The annotation of each contig from homology to A. thaliana gene models was again used to compare GO categories enriched in the extremes of the βN distribution. Similarly to Ka/Ks, two binary variables were empirically created to identify genes on the "conserved" and "diverse" extremes of the βN distribution. The "conserved" classification has 605 contigs with βN smaller than 1.0 × 10-3. The "diverse" classification has 209 contigs with βN greater than 3.5 × 10-3. Fisher's exact test for each binary category detected GO classes enriched among each of the two βN extremes (Table (Table8).8). As suggested by the Ka/Ks analysis for genes undergoing purifying selection, the "conserved" extreme of βN is also enriched for genes encoding proteosome core factors involved in protein degradation. In addition, in the conserved extreme we also found enrichment for genes involved in malate metabolism. Among contigs classified as "diverse", there is enrichment for genes of unknown function and for genes involved in defense response, including response to biotic stimuli.
Our analysis of 148.4 Mbp of E. grandis expressed sequences generated with three 454 sequencing runs demonstrates that short reads produced with pyrosequencing technology can be assembled de novo into reasonably long contigs; an advantage for species with limited public genomic resources. The 25.4 Mbp comprised in our unigene set represents an enrichment of 37× in the amount of publicly available E. grandis expressed sequences, and will provide substantial support for the genome sequencing and annotation that are currently under way . Longer reads from the GS-FLX were essential to assemble a reasonable proportion of biologically relevant contig sequences.
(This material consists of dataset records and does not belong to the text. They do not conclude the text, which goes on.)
//! Runs an expression through the whole engine: parsing, simplification, substitution, numeric
//! approximation and differentiation.
//!
//! The expression is taken from the first argument, or defaults to `a + b * 2.5 - a * b`. The
//! variables `a` and `b` are registered.

use ariadne::Source;
use log::info;
use std::process::ExitCode;
use sym_compute::{
    derivative::{differentiate, DerivativeError},
    expr::{ConstructionError, Expr, Variable},
    grammar::parse_expression,
    rational::Rational,
    registry::Registry,
    simplify::{simplify, SimplifyError},
    substitute::Substitution,
};

#[cfg(feature = "numerical")]
use sym_compute::approximate::{approximate, EvalError};

const DEFAULT_SOURCE: &str = "a + b * 2.5 - a * b";

/// Utility enum to package errors that can occur in the pipeline.
enum Error {
    Parse(sym_error::Error),
    Construction(ConstructionError),
    Simplify(SimplifyError),
    Derivative(DerivativeError),
    #[cfg(feature = "numerical")]
    Eval(EvalError),
}

impl Error {
    /// Report the error to stderr. Parse errors are rendered against the source.
    fn report_to_stderr(&self, input: &str) {
        match self {
            Self::Parse(err) => {
                let report = err.build_report("input");
                if let Err(io) = report.eprint(("input", Source::from(input))) {
                    eprintln!("{}", io);
                }
            },
            Self::Construction(err) => eprintln!("error: {}", err),
            Self::Simplify(err) => eprintln!("error: {}", err),
            Self::Derivative(err) => eprintln!("error: {}", err),
            #[cfg(feature = "numerical")]
            Self::Eval(err) => eprintln!("error: {}", err),
        }
    }
}

impl From<sym_error::Error> for Error {
    fn from(err: sym_error::Error) -> Self {
        Self::Parse(err)
    }
}

impl From<ConstructionError> for Error {
    fn from(err: ConstructionError) -> Self {
        Self::Construction(err)
    }
}

impl From<SimplifyError> for Error {
    fn from(err: SimplifyError) -> Self {
        Self::Simplify(err)
    }
}

impl From<DerivativeError> for Error {
    fn from(err: DerivativeError) -> Self {
        Self::Derivative(err)
    }
}

#[cfg(feature = "numerical")]
impl From<EvalError> for Error {
    fn from(err: EvalError) -> Self {
        Self::Eval(err)
    }
}

fn run(source: &str) -> Result<(), Error> {
    let a = Variable::new("a")?;
    let b = Variable::new("b")?;
    let mut registry = Registry::default();
    registry.add_variable(a.clone());
    registry.add_variable(b.clone());

    let expr = parse_expression(source, &registry)?;
    println!("input:       {}", expr);

    let simplified = simplify(&expr)?;
    println!("simplified:  {}", simplified);

    let substitution = Substitution::new(vec![
        (a.clone(), Expr::number(Rational::new(126, 5))?),
        (b, Expr::number(Rational::new(111, 10))?),
    ])?;
    let value = simplify(&substitution.apply(&simplified)?)?;
    println!("at a = 126/5, b = 111/10: {}", value);

    #[cfg(feature = "numerical")]
    println!("approximate: {}", approximate(&value)?);

    let derivative = simplify(&differentiate(&simplified, &a)?)?;
    println!("d/da:        {}", derivative);
    Ok(())
}

fn main() -> ExitCode {
    env_logger::builder()
        .filter_level(log::LevelFilter::Info)
        .format_timestamp(None)
        .init();

    let source = std::env::args().nth(1).unwrap_or_else(|| DEFAULT_SOURCE.to_string());
    info!("running the pipeline on `{}`", source);

    match run(&source) {
        Ok(()) => ExitCode::SUCCESS,
        Err(err) => {
            err.report_to_stderr(&source);
            ExitCode::FAILURE
        },
    }
}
Although our sequencing effort produced three times more sequence (≈ 148 Mbp) than the control dideoxy-based EST library (Sanger, ≈ 45 Mbp), the 454 short read-based contigs average only one third of the size. Despite this limitation, a substantial gain occurs at the level of gene discovery – the large number of reads in our 454 dataset leads to sampling of sequences from a much broader variety of genes. Therefore, 454-based gene discovery projects represent a viable and, perhaps favorable alternative to Sanger-based sequencing of EST libraries when a diverse sampling of genes is more important than obtaining transcript-length contigs. As GS-FLX becomes the standard 454 pyrosequencing platform, large-scale EST sequencing and gene discovery projects will be more successful in assembly of transcript-length contigs.
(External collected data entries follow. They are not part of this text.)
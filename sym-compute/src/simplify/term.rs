//! Terms: a rational coefficient times a product of powers.

use crate::{
    expr::Expr,
    function::Operator,
    rational::Rational,
};
use super::{order::compare, SimplifyError};

/// A base raised to a nonzero rational exponent.
#[derive(Debug, Clone, PartialEq)]
pub struct Factor {
    pub base: Expr,
    pub exponent: Rational,
}

impl Factor {
    /// Renders `base ^ exponent`, or just `base` when the exponent is one.
    fn into_expr(self) -> Expr {
        if self.exponent.is_one() {
            self.base
        } else {
            self.base.pow(Expr::Number(self.exponent))
        }
    }
}

/// A term of a sum: `coefficient * f1 ^ e1 * f2 ^ e2 * ...`.
///
/// The factors are kept sorted in canonical order, and each base appears at most once. A factor
/// whose exponents cancel out is removed. A number base with an integer exponent is folded into
/// the coefficient, so number bases only remain under fractional exponents such as `2 ^ (1/2)`.
#[derive(Debug, Clone, PartialEq)]
pub struct Term {
    pub coefficient: Rational,
    pub factors: Vec<Factor>,
}

impl Term {
    /// A term with no factors.
    pub fn constant(coefficient: Rational) -> Self {
        Self { coefficient, factors: Vec::new() }
    }

    /// The term `base ^ exponent`.
    pub fn power(base: Expr, exponent: Rational) -> Self {
        let mut term = Self::constant(Rational::one());
        term.mul_factor(base, exponent);
        term
    }

    /// Returns true if the two terms have the same factors and only differ by their coefficient.
    pub fn is_like(&self, other: &Self) -> bool {
        self.factors == other.factors
    }

    /// Multiplies the term by `base ^ exponent`.
    pub fn mul_factor(&mut self, base: Expr, exponent: Rational) {
        if exponent.is_zero() {
            return;
        }

        // number bases fold into the coefficient, unless the power is too large to compute
        if let Some(power) = base.as_number().zip(exponent.to_i32()).and_then(|(value, n)| value.checked_pow(n)) {
            self.coefficient *= power;
            return;
        }

        match self.factors.iter().position(|factor| factor.base == base) {
            Some(index) => {
                let factor = &mut self.factors[index];
                factor.exponent += exponent;
                if factor.exponent.is_zero() {
                    self.factors.remove(index);
                } else if factor.base.is_number() {
                    // two fractional powers of a number may add up to an integer power
                    let factor = self.factors.remove(index);
                    self.mul_factor(factor.base, factor.exponent);
                }
            },
            None => {
                let index = self.factors
                    .iter()
                    .position(|factor| compare(&base, &factor.base).is_lt())
                    .unwrap_or(self.factors.len());
                self.factors.insert(index, Factor { base, exponent });
            },
        }
    }

    /// Multiplies two terms.
    pub fn mul(&self, other: &Self) -> Self {
        let mut product = self.clone();
        product.coefficient *= &other.coefficient;
        for factor in &other.factors {
            product.mul_factor(factor.base.clone(), factor.exponent.clone());
        }
        product
    }

    /// Raises the term to an integer power. Fails if the coefficient is zero and the exponent is
    /// negative, or if the power of the coefficient is too large to compute.
    pub fn powi(&self, exponent: i32) -> Result<Self, SimplifyError> {
        let coefficient = self.coefficient.checked_pow(exponent).ok_or_else(|| SimplifyError::PowerTooLarge {
            base: self.coefficient.clone(),
            exponent,
        })?;
        if !coefficient.is_finite() {
            return Err(SimplifyError::NonFinite(coefficient));
        }

        let mut power = Self::constant(coefficient);
        for factor in &self.factors {
            power.mul_factor(factor.base.clone(), &factor.exponent * Rational::from(exponent));
        }
        Ok(power)
    }

    /// The reciprocal of the term. Fails if the coefficient is zero.
    pub fn recip(&self) -> Result<Self, SimplifyError> {
        self.powi(-1)
    }

    /// Returns the index of a factor that must be expanded again.
    ///
    /// Opaque factors keep a rendered sum or product as their base. Once merging turns the
    /// exponent of such a factor into an integer, the power can be folded: a product base can be
    /// raised term by term, and a sum base with exponent one is distributed over the rest of the
    /// term.
    pub fn expandable(&self) -> Option<usize> {
        self.factors.iter().position(|factor| {
            match factor.base.as_operator() {
                Some((Operator::Add | Operator::Subtract, _)) => factor.exponent.is_one(),
                Some((Operator::Multiply | Operator::Divide | Operator::Negate, _)) => {
                    factor.exponent.is_integer()
                },
                _ => false,
            }
        })
    }

    /// Renders the term as `coefficient * f1 * f2 / (d1 * d2)`.
    ///
    /// Factors with negative exponents move to the divider, together with the denominator of the
    /// coefficient. A coefficient of `1` is omitted, and a coefficient of `-1` negates the first
    /// factor instead.
    pub fn into_expr(self) -> Result<Expr, SimplifyError> {
        let dividend = Rational::integer(self.coefficient.dividend().clone());
        let divisor = Rational::integer(self.coefficient.divisor().clone());

        let mut numerator = Vec::new();
        let mut denominator = Vec::new();
        for factor in self.factors {
            if factor.exponent.is_negative() {
                denominator.push(Factor { base: factor.base, exponent: -factor.exponent }.into_expr());
            } else {
                numerator.push(factor.into_expr());
            }
        }

        let unit = dividend.abs().is_one();
        if !unit || numerator.is_empty() {
            numerator.insert(0, Expr::number(dividend.clone())?);
        } else if dividend.is_negative() {
            let first = numerator.remove(0);
            numerator.insert(0, -first);
        }
        if !divisor.is_one() {
            denominator.insert(0, Expr::number(divisor)?);
        }

        let numerator = product(numerator);
        Ok(if denominator.is_empty() {
            numerator
        } else {
            numerator / product(denominator)
        })
    }
}

/// Joins factors with `*`. The list must not be empty.
fn product(mut factors: Vec<Expr>) -> Expr {
    if factors.len() == 1 {
        factors.remove(0)
    } else {
        Expr::operator(Operator::Multiply, factors)
    }
}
We also demonstrated that the detection of valid SNPs is possible by sequencing a pooled sample of highly heterozygous genotypes. By aligning the reads derived from cDNA of 21 E. grandis genotypes, we were able to detect 23,742 SNPs and validate 83% of a sample of 337. Therefore, approximately 4,000 of the detected SNPs may be false positives, possibly arising from sequencing errors or alignment of paralogs. Paralogs that share high levels of sequence similarity may have been assembled in the same contig because they cannot be distinguished due to the short read length of 454 pyrosequencing. This would lead to the detection of false SNPs. On the other hand, a higher stringency of assembly raises the possibility of the opposite problem: the separate assembly of haplotypes from highly polymorphic genes. However, the assessment of the EST assembly quality in this study is difficult due to the lack of a reference genome sequence. Nonetheless, the validation rate observed here was similar to the 85% reported for maize, where SNPs were detected by comparing sequences from two separate 454 runs, each interrogating a different inbred homozygous line .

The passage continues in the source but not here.